[Saved data entries]

//! Application context: everything a request handler may read.

use std::path::Path;
use std::sync::Arc;

use tracing::info;

use crate::corpus::corpus::LabeledCorpus;
use crate::corpus::store::{CorpusConfig, load_corpus};
use crate::error::Result;
use crate::ml::pipeline::ClassificationPipeline;

/// Immutable application state, built once at process start.
pub struct AppContext {
    corpus: LabeledCorpus,
    pipeline: ClassificationPipeline,
}

impl AppContext {
    /// Assemble a context from already-loaded parts.
    pub fn new(corpus: LabeledCorpus, pipeline: ClassificationPipeline) -> Self {
        AppContext { corpus, pipeline }
    }

    /// Startup routine: load the corpus and the pipeline artifact.
    pub fn initialize(
        database: &Path,
        corpus_config: &CorpusConfig,
        model: &Path,
    ) -> Result<Arc<Self>> {
        let corpus = load_corpus(database, corpus_config)?;
        let pipeline = ClassificationPipeline::load(model)?;
        info!(
            categories = pipeline.categories().len(),
            vocabulary = pipeline.vocabulary_size(),
            "loaded classification pipeline"
        );

        Ok(Arc::new(AppContext::new(corpus, pipeline)))
    }

    /// The loaded corpus.
    pub fn corpus(&self) -> &LabeledCorpus {
        &self.corpus
    }

    /// The loaded classification pipeline.
    pub fn pipeline(&self) -> &ClassificationPipeline {
        &self.pipeline
    }
}

impl std::fmt::Debug for AppContext {
    fn fmt(&self, f: &mut std::fmt::Formatter<'_>) -> std::fmt::Result {
        f.debug_struct("AppContext")
            .field("corpus_rows", &self.corpus.len())
            .field("pipeline", &self.pipeline)
            .finish()
    }
}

• The task: The task requires each record above to be restated exactly.

• Result:
//! Application context: everything a request handler may read.

use std::path::Path;
use std::sync::Arc;

use tracing::info;

use crate::corpus::corpus::LabeledCorpus;
use crate::corpus::store::{CorpusConfig, load_corpus};
use crate::error::Result;
use crate::ml::pipeline::ClassificationPipeline;

/// Immutable application state, built once at process start.
pub struct AppContext {
    corpus: LabeledCorpus,
    pipeline: ClassificationPipeline,
}

impl AppContext {
    /// Assemble a context from already-loaded parts.
    pub fn new(corpus: LabeledCorpus, pipeline: ClassificationPipeline) -> Self {
        AppContext { corpus, pipeline }
    }

    /// Startup routine: load the corpus and the pipeline artifact.
    pub fn initialize(
        database: &Path,
        corpus_config: &CorpusConfig,
        model: &Path,
    ) -> Result<Arc<Self>> {
        let corpus = load_corpus(database, corpus_config)?;
        let pipeline = ClassificationPipeline::load(model)?;
        info!(
            categories = pipeline.categories().len(),
            vocabulary = pipeline.vocabulary_size(),
            "loaded classification pipeline"
        );

        Ok(Arc::new(AppContext::new(corpus, pipeline)))
    }

    /// The loaded corpus.
    pub fn corpus(&self) -> &LabeledCorpus {
        &self.corpus
    }

    /// The loaded classification pipeline.
    pub fn pipeline(&self) -> &ClassificationPipeline {
        &self.pipeline
    }
}

impl std::fmt::Debug for AppContext {
    fn fmt(&self, f: &mut std::fmt::Formatter<'_>) -> std::fmt::Result {
        f.debug_struct("AppContext")
            .field("corpus_rows", &self.corpus.len())
            .field("pipeline", &self.pipeline)
            .finish()
    }
}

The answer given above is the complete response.